Yes, he felt he was able to show to them, through some practical illustrations, that art was integral to everything they did each day.
He pointed to the country pub in which the club members meet each month, saying it was the product of an idea; an idea first sketched out on a piece of paper — and so the look of building was, right from the start, a piece of art.
My friend said he got an occasional nod of agreement, suggesting his argument was bearing some fruit, and then he was able to point to what people were wearing, what they were eating with (the utensils), the cars they arrived in and, for the farmers, the tractors, headers and other farm instruments they used, had all begun their life as lines on paper; they were once simply art.
He was also able explain that almost every family had someone who was either an artist — often beyond the popular conception of an artist — or they had one who worked in an arts-related field.
The arts fraternity was largely ignored from the outset of the present COVID-19 crisis and it was not until lots of drum beating and complaints by many that the Federal Government reluctantly handed the industry a tiny amount of financial aid.
The economic injuries were fatal for some arts organisations, and others limped about receiving what was just a few cents compared to the billions the art-industry contributes to the nation’s economy each year, according to the government’s own Bureau of Communications and Arts Research (BCAR).
Yes, you can see where this is going, it’s about defending Shepparton’s new arts museum (SAM) presently being built at Victoria Park Lake.
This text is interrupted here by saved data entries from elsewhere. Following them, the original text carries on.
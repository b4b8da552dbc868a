//! Tool dispatch: JSON arguments in, `TagService` call, JSON result out

use std::sync::Arc;

use serde::de::DeserializeOwned;
use serde::Deserialize;
use serde_json::{json, Value};
use tagsd_core::{
    AddTagRequest, IdentityResolver, ReactionBus, ReactionEvent, TagService, TagsError,
};
use tagsd_rpc::{ToolHandler, ToolResult};
use tracing::debug;

use crate::console::{MemberCache, RosterResolver};

enum CallError {
    InvalidArgs(String),
    UnknownUser(String),
    Tags(TagsError),
}

impl From<TagsError> for CallError {
    fn from(e: TagsError) -> Self {
        CallError::Tags(e)
    }
}

impl From<CallError> for ToolResult {
    fn from(e: CallError) -> Self {
        match e {
            CallError::InvalidArgs(msg) => ToolResult::failure("invalid_args", msg),
            CallError::UnknownUser(name) => {
                ToolResult::failure("not_found", format!("could not find user {}", name))
            }
            CallError::Tags(e) => ToolResult::failure(e.kind(), e.to_string()),
        }
    }
}

type CallResult = std::result::Result<Value, CallError>;

fn args<T: DeserializeOwned>(arguments: Value) -> std::result::Result<T, CallError> {
    serde_json::from_value(arguments).map_err(|e| CallError::InvalidArgs(e.to_string()))
}

#[derive(Deserialize)]
#[serde(rename_all = "camelCase")]
struct AddArgs {
    owner_id: String,
    display_name: Option<String>,
    platform: String,
    tag: String,
    channel_id: Option<String>,
}

#[derive(Deserialize)]
#[serde(rename_all = "camelCase")]
struct OwnerPlatformArgs {
    owner_id: String,
    platform: String,
}

#[derive(Deserialize)]
#[serde(rename_all = "camelCase")]
struct PingMeArgs {
    owner_id: String,
    platform: String,
    ping_me: bool,
}

#[derive(Deserialize)]
#[serde(rename_all = "camelCase")]
struct OwnerArgs {
    owner_id: String,
}

#[derive(Deserialize)]
struct PlatformArgs {
    platform: String,
}

#[derive(Deserialize)]
#[serde(rename_all = "camelCase")]
struct UserArgs {
    owner_id: Option<String>,
    username: Option<String>,
}

#[derive(Deserialize)]
struct PingArgs {
    platform: String,
    message: Option<String>,
}

pub struct TagsToolHandler {
    service: Arc<TagService>,
    bus: Arc<ReactionBus>,
    members: Arc<MemberCache>,
    roster: Arc<RosterResolver>,
    resolver: Arc<dyn IdentityResolver>,
}

impl TagsToolHandler {
    pub fn new(
        service: Arc<TagService>,
        bus: Arc<ReactionBus>,
        members: Arc<MemberCache>,
        roster: Arc<RosterResolver>,
        resolver: Arc<dyn IdentityResolver>,
    ) -> Self {
        Self {
            service,
            bus,
            members,
            roster,
            resolver,
        }
    }

    async fn dispatch(&self, name: &str, arguments: Value) -> CallResult {
        match name {
            "tags_add" => self.add(args(arguments)?).await,
            "tags_remove" => {
                let a: OwnerPlatformArgs = args(arguments)?;
                let removed = self.service.remove_tag(&a.platform, &a.owner_id).await?;
                Ok(json!({
                    "removed": removed.entry,
                    "platformRemoved": removed.platform_removed,
                }))
            }
            "tags_get" => {
                let a: OwnerPlatformArgs = args(arguments)?;
                Ok(json!(self.service.get_tag(&a.platform, &a.owner_id)?))
            }
            "tags_pingme" => {
                let a: PingMeArgs = args(arguments)?;
                Ok(json!(self.service.set_ping(&a.platform, &a.owner_id, a.ping_me).await?))
            }
            "tags_shutup" => {
                let a: OwnerArgs = args(arguments)?;
                let changed = self.service.silence_all(&a.owner_id).await?;
                Ok(json!({ "silenced": changed }))
            }
            "tags_modremove" => {
                let a: PlatformArgs = args(arguments)?;
                let removed = self.service.force_remove_platform(&a.platform).await?;
                Ok(json!({ "platform": removed.name, "removedTags": removed.users.len() }))
            }
            "tags_clean" => Ok(json!(self.service.run_cleanup().await?)),
            "tags_list" => {
                let a: PlatformArgs = args(arguments)?;
                let tags = self.service.list_by_platform(&a.platform).await?;
                Ok(json!({ "platform": a.platform, "tags": tags }))
            }
            "tags_user" => self.user(args(arguments)?).await,
            "tags_platforms" => Ok(json!({ "platforms": self.service.list_platforms()? })),
            "tags_ping" => {
                let a: PingArgs = args(arguments)?;
                let targets = self.service.ping_targets(&a.platform)?;
                let mentions: Vec<String> = targets.iter().map(|id| format!("<@{}>", id)).collect();
                Ok(json!({
                    "platform": a.platform,
                    "targets": targets,
                    "mentions": mentions,
                    "message": a.message,
                }))
            }
            "tags_react" => {
                let event: ReactionEvent = args(arguments)?;
                let delivered = self.bus.publish(&event);
                Ok(json!({ "delivered": delivered }))
            }
            other => Err(CallError::InvalidArgs(format!("unknown tool {}", other))),
        }
    }

    async fn add(&self, a: AddArgs) -> CallResult {
        let display_name = match a.display_name {
            Some(name) => {
                self.members.remember(&a.owner_id, &name);
                name
            }
            None => self
                .resolver
                .resolve(&a.owner_id)
                .await?
                .unwrap_or_else(|| a.owner_id.clone()),
        };

        let added = self
            .service
            .add_tag(AddTagRequest {
                channel_id: a.channel_id,
                owner_id: a.owner_id,
                display_name,
                platform: a.platform,
                tag: a.tag,
            })
            .await?;
        Ok(json!(added))
    }

    /// By id when given, otherwise by id-or-username
    async fn user(&self, a: UserArgs) -> CallResult {
        let owner_id = match (a.owner_id, a.username) {
            (Some(id), _) => id,
            (None, Some(username)) => {
                let as_id = username.trim();
                if self.resolver.resolve(as_id).await?.is_some() {
                    as_id.to_string()
                } else {
                    match self.roster.find_by_name(&username)? {
                        Some((id, _)) => id,
                        None => return Err(CallError::UnknownUser(username)),
                    }
                }
            }
            (None, None) => {
                return Err(CallError::InvalidArgs(
                    "either ownerId or username is required".to_string(),
                ))
            }
        };

        let tags = self.service.list_by_owner(&owner_id)?;
        Ok(json!({ "ownerId": owner_id, "tags": tags }))
    }
}

#[async_trait::async_trait]
impl ToolHandler for TagsToolHandler {
    async fn call(&self, name: &str, arguments: Value) -> ToolResult {
        debug!(tool = name, "Dispatching tool call");
        match self.dispatch(name, arguments).await {
            Ok(value) => ToolResult::json(&value),
            Err(e) => e.into(),
        }
    }
}

#[cfg(test)]
mod tests {
    use super::*;
    use crate::console::ConsoleTransport;
    use std::path::Path;
    use std::time::Duration;
    use tagsd_core::{ChatTransport, TagsConfig, TagsDB, TieredResolver, EMOJI_CONFIRM};
    use tagsd_rpc::outbound_channel;
    use tokio::sync::mpsc;

    struct Fixture {
        handler: Arc<TagsToolHandler>,
        notifications: mpsc::UnboundedReceiver<String>,
        _dir: tempfile::TempDir,
    }

    fn fixture(roster: &str) -> Fixture {
        let dir = tempfile::tempdir().unwrap();
        let roster_path = dir.path().join("roster.yaml");
        std::fs::write(&roster_path, roster).unwrap();

        let (outbound, notifications) = outbound_channel();
        let transport: Arc<dyn ChatTransport> = Arc::new(ConsoleTransport::new(outbound));
        let members = Arc::new(MemberCache::new(Duration::from_secs(300)));
        let roster = Arc::new(RosterResolver::new(Path::new(&roster_path)));
        let resolver: Arc<dyn IdentityResolver> = Arc::new(TieredResolver::new(
            Arc::clone(&members),
            Arc::clone(&roster),
        ));
        let bus = ReactionBus::new();
        let service = Arc::new(TagService::new(
            Arc::new(TagsDB::in_memory().unwrap()),
            transport,
            Arc::clone(&resolver),
            Arc::clone(&bus),
            &TagsConfig::default(),
        ));

        Fixture {
            handler: Arc::new(TagsToolHandler::new(service, bus, members, roster, resolver)),
            notifications,
            _dir: dir,
        }
    }

    fn body(result: &ToolResult) -> Value {
        serde_json::from_str(result.first_text().unwrap()).unwrap()
    }

    async fn next_notification(rx: &mut mpsc::UnboundedReceiver<String>, method: &str) -> Value {
        loop {
            let line: Value = serde_json::from_str(&rx.recv().await.unwrap()).unwrap();
            if line["method"] == method {
                return line;
            }
        }
    }

    #[tokio::test(start_paused = true)]
    async fn test_add_confirmed_through_react_tool() {
        let mut fx = fixture("members:\n  U1: alice\n");

        let handler = Arc::clone(&fx.handler);
        let pending = tokio::spawn(async move {
            handler
                .call(
                    "tags_add",
                    json!({ "ownerId": "U1", "platform": "Game", "tag": "main#1234" }),
                )
                .await
        });

        let prompt = next_notification(&mut fx.notifications, "notifications/prompt").await;
        let message_id = prompt["params"]["messageId"].as_str().unwrap().to_string();
        // affordances attach after the prompt; wait for both before answering
        next_notification(&mut fx.notifications, "notifications/reaction_added").await;
        next_notification(&mut fx.notifications, "notifications/reaction_added").await;

        let reacted = fx
            .handler
            .call(
                "tags_react",
                json!({ "messageId": message_id, "userId": "U1", "emoji": EMOJI_CONFIRM }),
            )
            .await;
        assert_eq!(body(&reacted)["delivered"], 1);

        let added = pending.await.unwrap();
        assert!(!added.is_error());
        let added = body(&added);
        assert_eq!(added["createdPlatform"], true);
        assert_eq!(added["entry"]["displayName"], "alice");

        let got = fx
            .handler
            .call("tags_get", json!({ "ownerId": "U1", "platform": "Game" }))
            .await;
        assert_eq!(body(&got)["tag"], "main#1234");
    }

    #[tokio::test(start_paused = true)]
    async fn test_unanswered_add_reports_aborted() {
        let fx = fixture("members: {}\n");
        let result = fx
            .handler
            .call(
                "tags_add",
                json!({ "ownerId": "U1", "displayName": "alice", "platform": "Game", "tag": "a" }),
            )
            .await;
        assert!(result.is_error());
        assert_eq!(body(&result)["kind"], "aborted");
    }

    #[tokio::test]
    async fn test_errors_carry_kind() {
        let fx = fixture("members: {}\n");

        let result = fx.handler.call("tags_platforms", json!({})).await;
        assert_eq!(body(&result)["kind"], "not_found");

        let result = fx.handler.call("tags_get", json!({ "platform": "Game" })).await;
        assert_eq!(body(&result)["kind"], "invalid_args");

        let result = fx
            .handler
            .call(
                "tags_add",
                json!({ "ownerId": "U1", "displayName": "a", "platform": "Game", "tag": "x".repeat(65) }),
            )
            .await;
        assert_eq!(body(&result)["kind"], "validation");
    }

    #[tokio::test]
    async fn test_user_lookup_by_name() {
        let fx = fixture("members:\n  U1: Alice\n");
        let result = fx.handler.call("tags_user", json!({ "username": "nobody" })).await;
        assert_eq!(body(&result)["kind"], "not_found");

        // known user, empty directory
        let result = fx.handler.call("tags_user", json!({ "username": "alice" })).await;
        assert_eq!(body(&result)["kind"], "not_found");
        assert!(body(&result)["error"].as_str().unwrap().contains("no tags"));
    }
}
However, when the new SAM was little more than an idea, not even lines on paper, it was through this column that my disapproval was articulated.
My concern was about the embedded energy involved in the construction of a massive new building; a build that was unnecessary if existing technology was used to put various council departments in disparate existing buildings around the town, freeing up Eastbank, the present council office in the city’s Welsford St, to become the arts and entertainment hub.
A thousand reasons were given (I’m exaggerating) why that was impossible, all of which I thought were unfounded, and so the project went ahead and now the city’s new arts museum is well advanced.
All that said, it is clearly wrong to disparage art as it is integral to our lives and as an example, what is happening at Shepparton’s new Museum of Vehicle Evolution (MOVE) is of itself art and the exhibits where all, in the first instance, just lines on paper; yes, art.